--- Provided records ---

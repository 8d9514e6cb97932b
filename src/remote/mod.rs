//! Remote configuration handshake.
//!
//! This module owns everything that talks to the network: the transport
//! seam, the configuration fetcher, and the outcome types the navigation
//! layer consumes.

#[cfg(test)]
pub(crate) mod fake;
mod fetcher;
mod transport;
mod types;

pub use fetcher::{ConfigFetcher, CONFIG_ENDPOINT};
pub use transport::{
    HttpTransport, Transport, TransportError, TransportResult, WireResponse, REQUEST_TIMEOUT_SECS,
};
pub use types::{
    ErrorDetail, FetchOutcome, RemoteConfig, CODE_NON_HTTP, DOMAIN_CONFIG, DOMAIN_HTTP,
    DOMAIN_PARSE, DOMAIN_TRANSPORT,
};
//! Copyright (c) 2026, Kirky.X
//!
//! MIT License
//!
//! 时间源模块
//!
//! 限流器通过 [`Clock`] 读取当前时间，时间以相对于时钟起点的 [`Duration`] 表示。
//!
//! - [`SystemClock`] - 基于 `Instant` 的单调时钟，用于生产环境
//! - [`ManualClock`] - 手动推进的时钟，用于确定性回放测试

use std::sync::atomic::{AtomicU64, Ordering};
use std::sync::Arc;
use std::time::{Duration, Instant};

/// 时间源 trait
///
/// `now()` 返回的值必须单调不减。
pub trait Clock: Send + Sync {
    /// 当前时间（相对于时钟起点）
    fn now(&self) -> Duration;
}

impl<C: Clock + ?Sized> Clock for Arc<C> {
    fn now(&self) -> Duration {
        (**self).now()
    }
}

/// 系统单调时钟
///
/// 起点为创建时刻。
#[derive(Debug, Clone, Copy)]
pub struct SystemClock {
    origin: Instant,
}

impl SystemClock {
    pub fn new() -> Self {
        Self {
            origin: Instant::now(),
        }
    }
}

impl Default for SystemClock {
    fn default() -> Self {
        Self::new()
    }
}

impl Clock for SystemClock {
    fn now(&self) -> Duration {
        self.origin.elapsed()
    }
}

/// 手动时钟
///
/// 时间只在调用 [`set`](ManualClock::set) 或 [`advance`](ManualClock::advance) 时变化。
/// 克隆出的实例共享同一个时间。
///
/// # 示例
/// ```rust
/// use signal_filter::clock::{Clock, ManualClock};
/// use std::time::Duration;
///
/// let clock = ManualClock::new();
/// clock.advance(Duration::from_secs(3));
/// assert_eq!(clock.now(), Duration::from_secs(3));
/// ```
#[derive(Debug, Clone, Default)]
pub struct ManualClock {
    /// 当前时间（纳秒）
    nanos: Arc<AtomicU64>,
}

impl ManualClock {
    pub fn new() -> Self {
        Self::default()
    }

    /// 设置当前时间
    ///
    /// 早于当前值的时间会被忽略，时钟不会倒退。
    pub fn set(&self, now: Duration) {
        self.nanos.fetch_max(to_nanos(now), Ordering::SeqCst);
    }

    /// 设置当前时间（秒）
    pub fn set_secs(&self, secs: u64) {
        self.set(Duration::from_secs(secs));
    }

    /// 向前推进时间
    pub fn advance(&self, delta: Duration) {
        let delta = to_nanos(delta);
        // fetch_update 的闭包总是返回 Some，不会失败
        let _ = self
            .nanos
            .fetch_update(Ordering::SeqCst, Ordering::SeqCst, |current| {
                Some(current.saturating_add(delta))
            });
    }
}

impl Clock for ManualClock {
    fn now(&self) -> Duration {
        Duration::from_nanos(self.nanos.load(Ordering::SeqCst))
    }
}

fn to_nanos(d: Duration) -> u64 {
    u64::try_from(d.as_nanos()).unwrap_or(u64::MAX)
}
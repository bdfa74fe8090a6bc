//! Copyright (c) 2026, Kirky.X
//!
//! MIT License
//!
//! 日志模块
//!
//! 基于 `tracing-subscriber` 初始化全局日志，`RUST_LOG` 优先于传入的级别。
//!
//! # 示例
//!
//! ```rust
//! use signal_filter::telemetry::init_logging;
//!
//! init_logging("debug");
//! tracing::info!("日志已初始化");
//! ```

use tracing_subscriber::EnvFilter;

/// 初始化日志
///
/// # 参数
/// - `level`: 默认日志级别或过滤表达式（如 `"info"`、`"signal_filter=debug"`）
///
/// # 返回
/// - `true`: 本次调用完成了初始化
/// - `false`: 全局订阅者已存在，本次调用不生效
pub fn init_logging(level: &str) -> bool {
    let filter = EnvFilter::try_from_default_env()
        .or_else(|_| EnvFilter::try_new(level))
        .unwrap_or_else(|_| EnvFilter::new(crate::constants::DEFAULT_LOG_LEVEL));

    tracing_subscriber::fmt()
        .with_env_filter(filter)
        .with_thread_names(true)
        .with_target(false)
        .try_init()
        .is_ok()
}
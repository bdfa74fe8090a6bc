//! E2E测试模块
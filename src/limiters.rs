//! Copyright (c) 2026, Kirky.X
//!
//! MIT License
//!
//! 限流器模块
//!
//! 实现滑动窗口日志算法的信号过滤器。

use crate::clock::{Clock, SystemClock};
use crate::config::{validate_capacity, FilterConfig};
use crate::constants::MAX_PREALLOCATED_LOG;
use crate::error::FilterError;
use parking_lot::Mutex;
use std::collections::VecDeque;
use std::sync::atomic::{AtomicU64, Ordering};
use std::sync::Arc;
use std::time::Duration;
use tracing::{debug, trace};

/// 信号过滤器 trait
pub trait Filter: Send + Sync {
    /// 判断当前信号是否放行
    fn is_signal_allowed(&self) -> bool;
}

impl<F: Filter + ?Sized> Filter for Arc<F> {
    fn is_signal_allowed(&self) -> bool {
        (**self).is_signal_allowed()
    }
}

/// 过滤器统计信息
#[derive(Debug, Clone, Copy, Default, PartialEq, Eq)]
pub struct FilterStats {
    /// 放行的信号数
    pub admitted: u64,
    /// 拒绝的信号数
    pub rejected: u64,
}

impl FilterStats {
    /// 总信号数
    pub fn attempted(&self) -> u64 {
        self.admitted + self.rejected
    }

    /// 放行比例，没有信号时为 0
    pub fn pass_ratio(&self) -> f64 {
        match self.attempted() {
            0 => 0.0,
            total => self.admitted as f64 / total as f64,
        }
    }
}

/// 滑动窗口限流器
///
/// 记录每个被放行信号的时间戳，任意长度为 `window` 的尾随窗口内
/// 最多放行 `capacity` 个信号。
///
/// # 特性
/// - 单个互斥锁保护"清理-检查-追加"整个过程
/// - 使用 VecDeque 按时间顺序存储时间戳，从队头清理过期记录
/// - 时间戳恰好等于窗口起点时视为过期
/// - 日志长度不超过 `capacity`
///
/// # 示例
/// ```rust
/// use signal_filter::limiters::SlidingWindowLimiter;
/// use std::time::Duration;
///
/// // 每 100 秒最多放行 100 个信号
/// let limiter = SlidingWindowLimiter::new(100, Duration::from_secs(100)).unwrap();
///
/// assert!(limiter.try_admit());
/// ```
pub struct SlidingWindowLimiter<C: Clock = SystemClock> {
    /// 窗口内最大放行数
    capacity: u64,
    /// 窗口大小
    window: Duration,
    /// 时间源
    clock: C,
    /// 已放行信号的时间戳，按时间升序
    log: Mutex<VecDeque<Duration>>,
    /// 放行计数
    admitted: AtomicU64,
    /// 拒绝计数
    rejected: AtomicU64,
}

impl SlidingWindowLimiter<SystemClock> {
    /// 创建使用系统时钟的滑动窗口限流器
    ///
    /// # 参数
    /// - `capacity`: 窗口内最大放行数，必须大于 0
    /// - `window`: 窗口大小，必须大于 0
    ///
    /// # 返回
    /// - `Err(FilterError::InvalidConfiguration)`: 参数非法
    pub fn new(capacity: u64, window: Duration) -> Result<Self, FilterError> {
        Self::with_clock(capacity, window, SystemClock::new())
    }

    /// 从配置创建
    pub fn from_config(config: &FilterConfig) -> Result<Self, FilterError> {
        Self::new(config.capacity, config.window_duration()?)
    }
}

impl<C: Clock> SlidingWindowLimiter<C> {
    /// 使用指定时钟创建滑动窗口限流器
    ///
    /// # 示例
    /// ```rust
    /// use signal_filter::clock::ManualClock;
    /// use signal_filter::limiters::SlidingWindowLimiter;
    /// use std::time::Duration;
    ///
    /// let clock = ManualClock::new();
    /// let limiter =
    ///     SlidingWindowLimiter::with_clock(1, Duration::from_secs(5), clock.clone()).unwrap();
    ///
    /// assert!(limiter.try_admit());
    /// clock.set_secs(4);
    /// assert!(!limiter.try_admit());
    /// clock.set_secs(5);
    /// assert!(limiter.try_admit());
    /// ```
    pub fn with_clock(capacity: u64, window: Duration, clock: C) -> Result<Self, FilterError> {
        let capacity = validate_capacity(capacity)?;
        if window.is_zero() {
            return Err(FilterError::invalid("窗口大小必须大于0"));
        }

        let preallocated = usize::try_from(capacity)
            .unwrap_or(usize::MAX)
            .min(MAX_PREALLOCATED_LOG);

        debug!(
            "创建滑动窗口限流器: capacity={}, window={:?}",
            capacity, window
        );

        Ok(Self {
            capacity,
            window,
            clock,
            log: Mutex::new(VecDeque::with_capacity(preallocated)),
            admitted: AtomicU64::new(0),
            rejected: AtomicU64::new(0),
        })
    }

    /// 尝试放行一个信号
    ///
    /// 在同一把锁内完成：清理过期记录、检查容量、记录本次放行。
    ///
    /// # 返回
    /// - `true`: 放行
    /// - `false`: 窗口内放行数已达上限，日志不变
    pub fn try_admit(&self) -> bool {
        let mut log = self.log.lock();
        let now = self.clock.now();

        self.prune(&mut log, now);

        let in_window = log.len() as u64;
        let admitted = in_window < self.capacity;
        if admitted {
            log.push_back(now);
        }
        drop(log);

        if admitted {
            self.admitted.fetch_add(1, Ordering::Relaxed);
            trace!(now = ?now, in_window = in_window + 1, "信号放行");
        } else {
            self.rejected.fetch_add(1, Ordering::Relaxed);
            debug!(now = ?now, in_window, capacity = self.capacity, "信号被拒绝");
        }

        admitted
    }

    /// 从队头移除过期记录
    ///
    /// 时间戳 `t` 满足 `t + window <= now` 即过期；遇到第一个仍在窗口内的记录就停止。
    fn prune(&self, log: &mut VecDeque<Duration>, now: Duration) {
        while let Some(&oldest) = log.front() {
            if oldest.saturating_add(self.window) <= now {
                log.pop_front();
            } else {
                break;
            }
        }
    }

    /// 当前窗口内的放行数
    pub fn in_window(&self) -> usize {
        let mut log = self.log.lock();
        let now = self.clock.now();
        self.prune(&mut log, now);
        log.len()
    }

    /// 当前窗口内剩余的放行数
    pub fn remaining(&self) -> usize {
        let capacity = usize::try_from(self.capacity).unwrap_or(usize::MAX);
        capacity.saturating_sub(self.in_window())
    }

    /// 距离下一次可放行还需等待的时间
    ///
    /// # 返回
    /// - `None`: 现在调用 [`try_admit`](Self::try_admit) 会放行
    /// - `Some(d)`: 最早的记录将在 `d` 后过期
    pub fn retry_after(&self) -> Option<Duration> {
        let mut log = self.log.lock();
        let now = self.clock.now();
        self.prune(&mut log, now);

        if (log.len() as u64) < self.capacity {
            return None;
        }

        log.front()
            .map(|&oldest| oldest.saturating_add(self.window).saturating_sub(now))
    }

    /// 统计信息快照
    pub fn stats(&self) -> FilterStats {
        FilterStats {
            admitted: self.admitted.load(Ordering::Relaxed),
            rejected: self.rejected.load(Ordering::Relaxed),
        }
    }

    /// 清空日志和统计
    pub fn reset(&self) {
        let mut log = self.log.lock();
        log.clear();
        self.admitted.store(0, Ordering::Relaxed);
        self.rejected.store(0, Ordering::Relaxed);
        debug!("滑动窗口限流器已重置");
    }

    pub fn capacity(&self) -> u64 {
        self.capacity
    }

    pub fn window(&self) -> Duration {
        self.window
    }

    pub fn clock(&self) -> &C {
        &self.clock
    }
}

impl<C: Clock> Filter for SlidingWindowLimiter<C> {
    fn is_signal_allowed(&self) -> bool {
        self.try_admit()
    }
}

impl<C: Clock> std::fmt::Debug for SlidingWindowLimiter<C> {
    fn fmt(&self, f: &mut std::fmt::Formatter<'_>) -> std::fmt::Result {
        f.debug_struct("SlidingWindowLimiter")
            .field("capacity", &self.capacity)
            .field("window", &self.window)
            .field("logged", &self.log.lock().len())
            .field("stats", &self.stats())
            .finish()
    }
}

// ============================================================================
// 单元测试
// ============================================================================
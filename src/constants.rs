//! Copyright (c) 2026, Kirky.X
//!
//! MIT License
//!
//! Centralized configuration constants for signal-filter.
//!
//! Defaults mirror the reference scenario: 100 signals per 100 seconds,
//! three producers sending 100 signals each with up to 500ms between calls.

/// Default capacity (N): maximum admissions within one window.
pub const DEFAULT_CAPACITY: u64 = 100;

/// Default window length (W), as written in configuration files.
pub const DEFAULT_WINDOW: &str = "100s";

/// Upper bound for capacity.
///
/// The admission log holds up to `capacity` timestamps, so this also caps
/// the memory one limiter can pin.
pub const MAX_CAPACITY: u64 = 10_000_000;

/// Largest log allocation made up front; bigger logs grow on demand.
pub const MAX_PREALLOCATED_LOG: usize = 4096;

// ============================================================================
// Driver Constants
// ============================================================================

/// Default number of concurrent producers.
pub const DEFAULT_PRODUCERS: usize = 3;

/// Default number of signals each producer sends.
pub const DEFAULT_SIGNALS_PER_PRODUCER: usize = 100;

/// Default upper bound (exclusive) of the random delay between two signals.
pub const DEFAULT_MAX_DELAY_MS: u64 = 500;

/// Upper bound for the number of producers.
pub const MAX_PRODUCERS: usize = 1024;

/// Default log level when `RUST_LOG` is not set.
pub const DEFAULT_LOG_LEVEL: &str = "info";
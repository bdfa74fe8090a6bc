//! 限流器模块集成测试
//!
//! 通过手动时钟回放调用序列，验证窗口边界、容量上限和并发安全

use crate::common::{assert_capacity_bound, manual_limiter, replay_secs};
use rand::rngs::StdRng;
use rand::{Rng, SeedableRng};
use signal_filter::prelude::*;
use std::sync::atomic::{AtomicUsize, Ordering};
use std::sync::{Arc, Barrier};
use std::thread;
use std::time::Duration;

/// N = 3, W = 10：填满容量后拒绝，t=0 的记录在 t=11 已过期
#[test]
fn test_fill_then_slide() {
    let decisions = replay_secs(3, 10, &[0, 1, 2, 3, 11]);
    assert_eq!(decisions, vec![true, true, true, false, true]);
}

/// N = 1, W = 5：恰好在 t + W 时记录不再计数
#[test]
fn test_exact_boundary_expires() {
    let decisions = replay_secs(1, 5, &[0, 4, 5]);
    assert_eq!(decisions, vec![true, false, true]);
}

/// 相同调用序列的回放结果完全一致
#[test]
fn test_replay_is_deterministic() {
    let mut rng = StdRng::seed_from_u64(2026);
    let mut calls = Vec::new();
    let mut t = 0;
    for _ in 0..500 {
        t += rng.gen_range(0..4);
        calls.push(t);
    }

    let first = replay_secs(7, 20, &calls);
    let second = replay_secs(7, 20, &calls);
    assert_eq!(first, second);
    assert!(first.iter().any(|&d| d));
    assert!(first.iter().any(|&d| !d));
}

/// 随机时间序列下任意尾随窗口内放行数不超过容量
#[test]
fn test_capacity_bound_holds_for_random_arrivals() {
    let window = Duration::from_millis(1000);
    let (limiter, clock) = manual_limiter(5, window);
    let mut rng = StdRng::seed_from_u64(42);
    let mut admitted_at = Vec::new();

    for _ in 0..2_000 {
        clock.advance(Duration::from_millis(rng.gen_range(0..120)));
        if limiter.try_admit() {
            admitted_at.push(clock.now());
        }
    }

    assert_capacity_bound(&admitted_at, 5, window);
    assert_eq!(limiter.stats().attempted(), 2_000);
    assert_eq!(limiter.stats().admitted as usize, admitted_at.len());
}

/// 窗口持续滑动时，放行数等于每个窗口的容量
#[test]
fn test_steady_stream_admits_capacity_per_window() {
    let (limiter, clock) = manual_limiter(4, Duration::from_secs(10));
    let mut admitted = 0;

    // 每秒一个信号，持续 100 秒
    for t in 0..100 {
        clock.set_secs(t);
        if limiter.try_admit() {
            admitted += 1;
        }
    }

    assert_eq!(admitted, 40);
}

/// 多线程同时调用时不会超额放行，每次调用都只返回一次
#[test]
fn test_concurrent_callers_never_over_admit() {
    let (limiter, clock) = manual_limiter(50, Duration::from_secs(1));
    let limiter = Arc::new(limiter);
    let barrier = Arc::new(Barrier::new(8));
    let decisions = Arc::new(AtomicUsize::new(0));
    let mut handles = vec![];

    for _ in 0..8 {
        let limiter = Arc::clone(&limiter);
        let barrier = Arc::clone(&barrier);
        let decisions = Arc::clone(&decisions);
        handles.push(thread::spawn(move || {
            barrier.wait();
            let mut allowed = 0;
            for _ in 0..100 {
                decisions.fetch_add(1, Ordering::SeqCst);
                if limiter.try_admit() {
                    allowed += 1;
                }
            }
            allowed
        }));
    }

    let allowed: usize = handles.into_iter().map(|h| h.join().unwrap()).sum();
    assert_eq!(allowed, 50);
    assert_eq!(decisions.load(Ordering::SeqCst), 800);

    // 窗口过后再放行一批
    clock.set_secs(1);
    let second: usize = (0..100).filter(|_| limiter.try_admit()).count();
    assert_eq!(second, 50);
}

/// 推进时钟与并发调用交错进行
#[test]
fn test_concurrent_callers_with_moving_clock() {
    let window = Duration::from_millis(100);
    let (limiter, clock) = manual_limiter(3, window);
    let limiter = Arc::new(limiter);
    let admitted = Arc::new(AtomicUsize::new(0));
    let mut handles = vec![];

    for _ in 0..4 {
        let limiter = Arc::clone(&limiter);
        let admitted = Arc::clone(&admitted);
        handles.push(thread::spawn(move || {
            for _ in 0..200 {
                if limiter.try_admit() {
                    admitted.fetch_add(1, Ordering::SeqCst);
                }
            }
        }));
    }

    let ticker = {
        let clock = clock.clone();
        thread::spawn(move || {
            for _ in 0..50 {
                clock.advance(Duration::from_millis(10));
                thread::yield_now();
            }
        })
    };

    for handle in handles {
        handle.join().unwrap();
    }
    ticker.join().unwrap();

    // 时钟总共推进 500ms，最多经历 6 个不重叠窗口
    let admitted = admitted.load(Ordering::SeqCst);
    assert!(admitted >= 3);
    assert!(admitted <= 3 * 6);
    assert!(limiter.in_window() <= 3);
}

/// 通过 trait 对象使用过滤器
#[test]
fn test_filter_trait_object() {
    let filter: Arc<dyn Filter> =
        Arc::new(SlidingWindowLimiter::new(2, Duration::from_secs(60)).unwrap());

    let results: Vec<bool> = (0..4).map(|_| filter.is_signal_allowed()).collect();
    assert_eq!(results, vec![true, true, false, false]);
}

/// 最小容量：每个窗口只放行一个信号
#[test]
fn test_minimum_capacity() {
    assert!(matches!(
        SlidingWindowLimiter::new(0, Duration::from_secs(1)),
        Err(FilterError::InvalidConfiguration(_))
    ));

    let decisions = replay_secs(1, 3, &[0, 0, 1, 2, 3, 3]);
    assert_eq!(decisions, vec![true, false, false, false, true, false]);
}

/// 系统时钟下窗口过后恢复放行
#[test]
fn test_system_clock_window_slides() {
    let limiter = SlidingWindowLimiter::new(5, Duration::from_millis(50)).unwrap();

    for _ in 0..5 {
        assert!(limiter.try_admit());
    }
    assert!(!limiter.try_admit());
    assert!(limiter.retry_after().is_some());

    thread::sleep(Duration::from_millis(60));

    assert!(limiter.try_admit());
}
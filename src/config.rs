//! Copyright (c) 2026, Kirky.X
//!
//! MIT License
//!
//! 配置模块
//!
//! 定义过滤器与演示驱动的配置结构，支持 TOML 和 YAML 两种格式。

use crate::constants::{
    DEFAULT_CAPACITY, DEFAULT_MAX_DELAY_MS, DEFAULT_PRODUCERS, DEFAULT_SIGNALS_PER_PRODUCER,
    DEFAULT_WINDOW, MAX_CAPACITY, MAX_PRODUCERS,
};
use crate::error::FilterError;
use serde::{Deserialize, Serialize};
use std::path::Path;
use std::time::Duration;
use tracing::debug;

/// 应用配置
#[derive(Debug, Clone, Default, Serialize, Deserialize, PartialEq)]
#[serde(default)]
pub struct AppConfig {
    pub filter: FilterConfig,
    pub demo: DemoConfig,
}

impl AppConfig {
    /// 从 TOML 字符串解析并校验
    pub fn from_toml_str(content: &str) -> Result<Self, FilterError> {
        let config: AppConfig = toml::from_str(content)?;
        config.validate()?;
        Ok(config)
    }

    /// 从 YAML 字符串解析并校验
    pub fn from_yaml_str(content: &str) -> Result<Self, FilterError> {
        let config: AppConfig = serde_yaml::from_str(content)?;
        config.validate()?;
        Ok(config)
    }

    /// 从文件加载配置
    ///
    /// 根据扩展名选择格式：`.toml`、`.yaml`、`.yml`。
    pub fn from_file(path: impl AsRef<Path>) -> Result<Self, FilterError> {
        let path = path.as_ref();
        let extension = path
            .extension()
            .and_then(|ext| ext.to_str())
            .map(|ext| ext.to_ascii_lowercase())
            .unwrap_or_default();

        let content = std::fs::read_to_string(path)?;
        debug!("加载配置文件: {}", path.display());

        match extension.as_str() {
            "toml" => Self::from_toml_str(&content),
            "yaml" | "yml" => Self::from_yaml_str(&content),
            _ => Err(FilterError::UnsupportedFormat(format!(
                "{}（支持: toml, yaml, yml）",
                path.display()
            ))),
        }
    }

    /// 校验配置
    pub fn validate(&self) -> Result<(), FilterError> {
        self.filter.validate()?;
        self.demo.validate()?;
        Ok(())
    }
}

/// 过滤器配置
#[derive(Debug, Clone, Serialize, Deserialize, PartialEq)]
#[serde(default)]
pub struct FilterConfig {
    /// 窗口内最大放行数
    pub capacity: u64,
    /// 窗口大小（如 "100s"、"500ms"、"2m"）
    pub window: String,
}

impl Default for FilterConfig {
    fn default() -> Self {
        Self {
            capacity: DEFAULT_CAPACITY,
            window: DEFAULT_WINDOW.to_string(),
        }
    }
}

impl FilterConfig {
    pub fn new(capacity: u64, window: impl Into<String>) -> Self {
        Self {
            capacity,
            window: window.into(),
        }
    }

    /// 校验过滤器配置
    pub fn validate(&self) -> Result<(), FilterError> {
        validate_capacity(self.capacity)?;
        parse_window_size(&self.window)?;
        Ok(())
    }

    /// 解析后的窗口大小
    pub fn window_duration(&self) -> Result<Duration, FilterError> {
        parse_window_size(&self.window)
    }
}

/// 演示驱动配置
#[derive(Debug, Clone, Serialize, Deserialize, PartialEq)]
#[serde(default)]
pub struct DemoConfig {
    /// 并发生产者数量
    pub producers: usize,
    /// 每个生产者发送的信号数
    pub signals_per_producer: usize,
    /// 两次信号之间随机延迟的上限（毫秒，不含）
    pub max_delay_ms: u64,
    /// 随机数种子，未设置时使用系统熵
    pub seed: Option<u64>,
}

impl Default for DemoConfig {
    fn default() -> Self {
        Self {
            producers: DEFAULT_PRODUCERS,
            signals_per_producer: DEFAULT_SIGNALS_PER_PRODUCER,
            max_delay_ms: DEFAULT_MAX_DELAY_MS,
            seed: None,
        }
    }
}

impl DemoConfig {
    /// 校验驱动配置
    pub fn validate(&self) -> Result<(), FilterError> {
        if self.producers == 0 {
            return Err(FilterError::invalid("生产者数量不能为0"));
        }
        if self.producers > MAX_PRODUCERS {
            return Err(FilterError::invalid(format!(
                "生产者数量过大，最大值为{}",
                MAX_PRODUCERS
            )));
        }
        Ok(())
    }

    /// 总信号数
    pub fn total_signals(&self) -> usize {
        self.producers.saturating_mul(self.signals_per_producer)
    }
}

/// 校验容量
pub(crate) fn validate_capacity(capacity: u64) -> Result<u64, FilterError> {
    if capacity == 0 {
        return Err(FilterError::invalid("容量必须大于0"));
    }
    if capacity > MAX_CAPACITY {
        return Err(FilterError::invalid(format!(
            "容量过大，最大值为{}",
            MAX_CAPACITY
        )));
    }
    Ok(capacity)
}

/// 解析窗口大小字符串
///
/// # 支持的格式
///
/// - `250ms` - 250毫秒
/// - `10s` - 10秒
/// - `5m` - 5分钟
/// - `2h` - 2小时
/// - `1d` - 1天
///
/// 不带单位的数字按秒处理。
///
/// # 示例
///
/// ```rust
/// use signal_filter::config::parse_window_size;
/// use std::time::Duration;
///
/// assert_eq!(parse_window_size("5m").unwrap(), Duration::from_secs(300));
/// ```
pub fn parse_window_size(window_size: &str) -> Result<Duration, FilterError> {
    let window_size = window_size.trim();
    if window_size.is_empty() {
        return Err(FilterError::invalid("窗口大小不能为空"));
    }

    let (num_part, unit_part) = window_size.split_at(
        window_size
            .find(|c: char| c.is_alphabetic())
            .unwrap_or(window_size.len()),
    );

    let num_str = num_part.trim();
    let unit = unit_part.trim().to_lowercase();

    if num_str.is_empty() {
        return Err(FilterError::invalid("窗口大小格式错误：缺少数字部分"));
    }

    let num: u64 = num_str
        .parse()
        .map_err(|_| FilterError::invalid(format!("无效的数字格式: {}", num_str)))?;

    if num == 0 {
        return Err(FilterError::invalid("窗口大小必须大于0"));
    }

    let secs = |factor: u64| {
        num.checked_mul(factor)
            .map(Duration::from_secs)
            .ok_or_else(|| FilterError::invalid(format!("窗口大小溢出: {}", window_size)))
    };

    match unit.as_str() {
        "ms" | "millis" | "millisecond" | "milliseconds" => Ok(Duration::from_millis(num)),
        "" | "s" | "sec" | "second" | "seconds" => secs(1),
        "m" | "min" | "minute" | "minutes" => secs(60),
        "h" | "hr" | "hour" | "hours" => secs(3600),
        "d" | "day" | "days" => secs(86400),
        _ => Err(FilterError::invalid(format!(
            "不支持的单位: {}。支持的单位: ms, s, m, h, d",
            unit
        ))),
    }
}
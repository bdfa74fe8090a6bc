//! Copyright (c) 2026, Kirky.X
//!
//! MIT License
//!
//! 错误类型定义
//!
//! 使用thiserror定义所有错误类型。

use thiserror::Error;

/// 过滤器错误类型
#[derive(Error, Debug)]
pub enum FilterError {
    /// 配置无效（容量、窗口大小等）
    #[error("配置无效: {0}")]
    InvalidConfiguration(String),

    /// 不支持的配置文件格式
    #[error("不支持的配置格式: {0}")]
    UnsupportedFormat(String),

    /// IO错误
    #[error("IO错误: {0}")]
    IoError(#[from] std::io::Error),

    /// TOML解析错误
    #[error("TOML解析错误: {0}")]
    TomlError(#[from] toml::de::Error),

    /// YAML解析错误
    #[error("YAML解析错误: {0}")]
    YamlError(#[from] serde_yaml::Error),

    /// 生产者任务错误
    #[error("驱动错误: {0}")]
    DriverError(String),
}

impl FilterError {
    /// 构造配置错误
    pub(crate) fn invalid(msg: impl Into<String>) -> Self {
        FilterError::InvalidConfiguration(msg.into())
    }
}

---

> _Task to carry out_
Scan the records for the word "attempted" and copy every line where it is found.

> _Solution below_
    pub fn attempted(&self) -> u64 {
        match self.attempted() {
    assert_eq!(limiter.stats().attempted(), 2_000);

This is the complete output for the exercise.